Genet Epidemiol. 1995;12(2):145-61. doi: 10.1002/gepi.1370120204.
In genetic analysis it is often of interest to analyze associations between traits of unknown genetic etiology and genetic markers from pedigree data. Statistical methods that assume independence of pedigree members cannot be used because they disregard the statistical dependencies of members in a pedigree. For quantitative traits, a regression model proposed by George and Elston [Genet Epidemiol 4:193-201, 1987] uses an asymptotic likelihood ratio test and incorporates a correlation structure that allows for statistical dependence among the pedigree members. The statistical validity of this test is assessed for finite samples by measuring the discrepancy between the empirical and theoretical chi-square distributions. The variance of the mean of the dependent variable is determined to be related to this discrepancy and can be used to determine whether a pedigree structure is large enough for making valid statistical inferences on the basis of the asymptotic test. A multi-generational pedigree of 200 or so individuals should in many cases be sufficient for valid results when using the asymptotic likelihood ratio test for the association between markers and continuous traits.

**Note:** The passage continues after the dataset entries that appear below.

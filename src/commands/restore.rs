//! Restore command implementation

use std::io::{self, BufRead, Write};

use anyhow::{Context as _, Result};
use remote_table_backup::constants::RESTORE_CONFIRMATION;
use remote_table_backup::models::{format_bytes, SnapshotListing};
use remote_table_backup::{Context, Lineage, RestoreOptions, RestoreOrchestrator, SafetyMode};

use super::common::print_restore_report;
use crate::cli::RestoreArgs;

/// Execute the restore command
pub async fn execute(args: &RestoreArgs, ctx: &Context) -> Result<()> {
    let snapshot = match (&args.snapshot, args.interactive) {
        (Some(snapshot), false) => snapshot.clone(),
        _ => {
            let listings = ctx
                .backups
                .list_detailed()
                .context("Failed to list backups")?;
            let stdin = io::stdin();
            match select_snapshot(&listings, &mut stdin.lock(), &mut io::stdout())? {
                Some(id) => id,
                None => {
                    println!("Restore cancelled");
                    return Ok(());
                }
            }
        }
    };

    let mut options = RestoreOptions::from_config(&ctx.config);
    options.show_progress = !args.no_progress;
    if args.unsafe_skip_safety {
        options.safety = SafetyMode::Unsafe;
    }
    if let Some(workers) = args.workers {
        options.concurrency = workers;
    }

    let report = RestoreOrchestrator::new(ctx)
        .restore(Lineage::Backups, &snapshot, &options)
        .await;
    print_restore_report(&report);
    report.into_result().context("Restore failed")?;
    Ok(())
}

/// Show the backup timeline, read a numbered choice and the confirmation
///
/// Returns `None` when the user quits or does not confirm.
fn select_snapshot(
    listings: &[SnapshotListing],
    input: &mut impl BufRead,
    out: &mut impl Write,
) -> Result<Option<String>> {
    if listings.is_empty() {
        anyhow::bail!("No backups available for restore");
    }

    writeln!(out, "{}", "=".repeat(80))?;
    writeln!(out, "AVAILABLE BACKUPS (Timeline)")?;
    writeln!(out, "{}", "=".repeat(80))?;
    writeln!(
        out,
        "{:<4} {:<20} {:<12} {:<12} {:<10} {:<12}",
        "#", "Date/Time", "Type", "Size", "Changed", "Rows"
    )?;
    writeln!(out, "{}", "-".repeat(80))?;
    for (index, listing) in listings.iter().enumerate() {
        writeln!(
            out,
            "{:<4} {:<20} {:<12} {:<12} {:<10} {:<12}",
            index + 1,
            listing.created_at.format("%Y-%m-%d %H:%M:%S").to_string(),
            listing.kind.to_string().to_uppercase(),
            format_bytes(listing.size_bytes),
            listing.changed_count,
            listing.total_rows
        )?;
    }
    writeln!(out, "{}", "=".repeat(80))?;

    write!(out, "Select backup to restore (1-{}) or 'q' to quit: ", listings.len())?;
    out.flush()?;
    let choice = read_line(input)?;
    if choice.eq_ignore_ascii_case("q") {
        return Ok(None);
    }
    let index: usize = choice
        .parse()
        .with_context(|| format!("Invalid selection: {:?}", choice))?;
    let Some(selected) = index.checked_sub(1).and_then(|i| listings.get(i)) else {
        anyhow::bail!("Invalid selection: {}", index);
    };

    writeln!(out, "WARNING: restoring {} will overwrite existing data", selected.file_name)?;
    write!(out, "Type {} to continue: ", RESTORE_CONFIRMATION)?;
    out.flush()?;
    if read_line(input)? != RESTORE_CONFIRMATION {
        return Ok(None);
    }
    Ok(Some(selected.id.clone()))
}

fn read_line(input: &mut impl BufRead) -> Result<String> {
    let mut line = String::new();
    input.read_line(&mut line)?;
    Ok(line.trim().to_string())
}
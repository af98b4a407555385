//! Shared setup and output helpers for commands

use std::sync::Arc;
use std::time::Duration;

use anyhow::{Context as _, Result};
use remote_table_backup::models::format_bytes;
use remote_table_backup::remote::HttpRemoteStore;
use remote_table_backup::store::SnapshotStore;
use remote_table_backup::{Config, Context, EngineError, RestoreReport};

use crate::cli::GlobalArgs;

/// Load configuration from the environment and apply global overrides
pub fn load_config(global: &GlobalArgs) -> Result<Config> {
    let mut config = Config::from_env().map_err(EngineError::Config)?;
    if let Some(root) = &global.root {
        config.root_dir = root.into();
    }
    if let Some(tables) = &global.tables {
        config.tables = tables
            .split(',')
            .map(str::trim)
            .filter(|t| !t.is_empty())
            .map(String::from)
            .collect();
        if config.tables.is_empty() {
            anyhow::bail!("--tables lists no tables");
        }
    }
    Ok(config)
}

/// Build the engine context; Ctrl-C cancels in-flight runs
pub fn build_context(config: Config) -> Result<Context> {
    let remote = HttpRemoteStore::new(
        &config.remote_url,
        &config.remote_key,
        &config.id_column,
        Duration::from_secs(config.request_timeout_secs),
    )
    .context("Failed to create remote store client")?;
    let ctx = Context::new(config, Arc::new(remote)).context("Failed to open backup directories")?;

    let cancel = ctx.cancel.clone();
    tokio::spawn(async move {
        if tokio::signal::ctrl_c().await.is_ok() {
            tracing::warn!("Interrupt received; no new work will be started");
            cancel.cancel();
        }
    });

    Ok(ctx)
}

/// Print a snapshot listing
pub fn print_listing(store: &SnapshotStore, label: &str) -> Result<()> {
    let listings = store
        .list_detailed()
        .with_context(|| format!("Failed to list {}", label))?;
    if listings.is_empty() {
        println!("No {} found in {}", label, store.dir().display());
        return Ok(());
    }

    println!("{} {} in {}:", listings.len(), label, store.dir().display());
    for listing in listings {
        println!(
            "  {}  {}  {:<11}  {:>10}  {:>3} changed  {:>8} rows",
            listing.file_name,
            listing.created_at.format("%Y-%m-%d %H:%M:%S"),
            listing.kind.to_string(),
            format_bytes(listing.size_bytes),
            listing.changed_count,
            listing.total_rows
        );
    }
    Ok(())
}

/// Print the outcome of a restore
pub fn print_restore_report(report: &RestoreReport) {
    let log = &report.log;
    println!("Restore of {}: {}", log.snapshot_id, log.stage);
    println!(
        "  {} inserted, {} updated, {} errors across {} tables",
        log.total_inserted,
        log.total_updated,
        log.total_errors,
        log.tables_restored.len()
    );
    for failure in &log.tables_failed {
        println!("  skipped {}: {}", failure.table, failure.reason);
    }
    for warning in &log.verification_warnings {
        println!(
            "  warning: {} has {} rows, expected {}",
            warning.table, warning.actual, warning.expected
        );
    }
    match &log.safety_snapshot_id {
        Some(id) => println!("  safety backup: {}", id),
        None => println!("  no safety backup was taken"),
    }
    if let Some(path) = &report.log_path {
        println!("  log: {}", path.display());
    }
}
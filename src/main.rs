//! rtbackup - incremental backup and restore for a remote tabular store

use std::fs::{self, OpenOptions};
use std::sync::Mutex;

use anyhow::Result;
use clap::Parser;
use tracing_subscriber::{layer::SubscriberExt, util::SubscriberInitExt};

use remote_table_backup::Config;

mod cli;
mod commands;

use cli::{Cli, Commands};
use commands::{backup, common, list, restore, rollback};

/// Terminal output plus an append-only log file without colours
fn init_tracing(config: &Config) -> Result<()> {
    fs::create_dir_all(config.logs_dir())?;
    let log_file = OpenOptions::new()
        .create(true)
        .append(true)
        .open(config.log_file())?;

    tracing_subscriber::registry()
        .with(
            tracing_subscriber::EnvFilter::try_from_default_env()
                .unwrap_or_else(|_| "remote_table_backup=info,rtbackup=info".into()),
        )
        .with(tracing_subscriber::fmt::layer())
        .with(
            tracing_subscriber::fmt::layer()
                .with_ansi(false)
                .with_writer(Mutex::new(log_file)),
        )
        .init();
    Ok(())
}

#[tokio::main]
async fn main() -> Result<()> {
    let cli = Cli::parse();

    // Load configuration
    let config = common::load_config(&cli.global)?;
    init_tracing(&config)?;

    tracing::info!(
        "{} tables configured, backups under {:?}",
        config.tables.len(),
        config.root_dir
    );

    let ctx = common::build_context(config)?;

    match &cli.command {
        Commands::Backup(args) => backup::execute(args, &ctx).await,
        Commands::List => list::execute(&ctx).await,
        Commands::Restore(args) => restore::execute(args, &ctx).await,
        Commands::Rollback(args) => rollback::execute(args, &ctx).await,
        Commands::ListSafety => list::execute_safety(&ctx).await,
    }
}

在基因分析中,利用系谱数据来分析遗传病因不明的性状与基因标记之间的关联往往很有意义。那些假定系谱成员相互独立的统计方法不能使用,因为它们忽略了系谱中成员之间的统计相关性。对于数量性状,George和Elston[《遗传流行病学》4:193 - 201, 1987]提出的回归模型使用渐近似然比检验,并纳入了一种相关结构,该结构考虑了系谱成员之间的统计相关性。通过测量经验卡方分布与理论卡方分布之间的差异,来评估该检验在有限样本情况下的统计有效性。确定因变量均值的方差与这种差异相关,并且可用于确定系谱结构是否足够大,以便基于渐近检验做出有效的统计推断。在使用渐近似然比检验来分析标记与连续性状之间的关联时,在许多情况下,一个包含约200个个体的多代系谱应该足以得出有效的结果。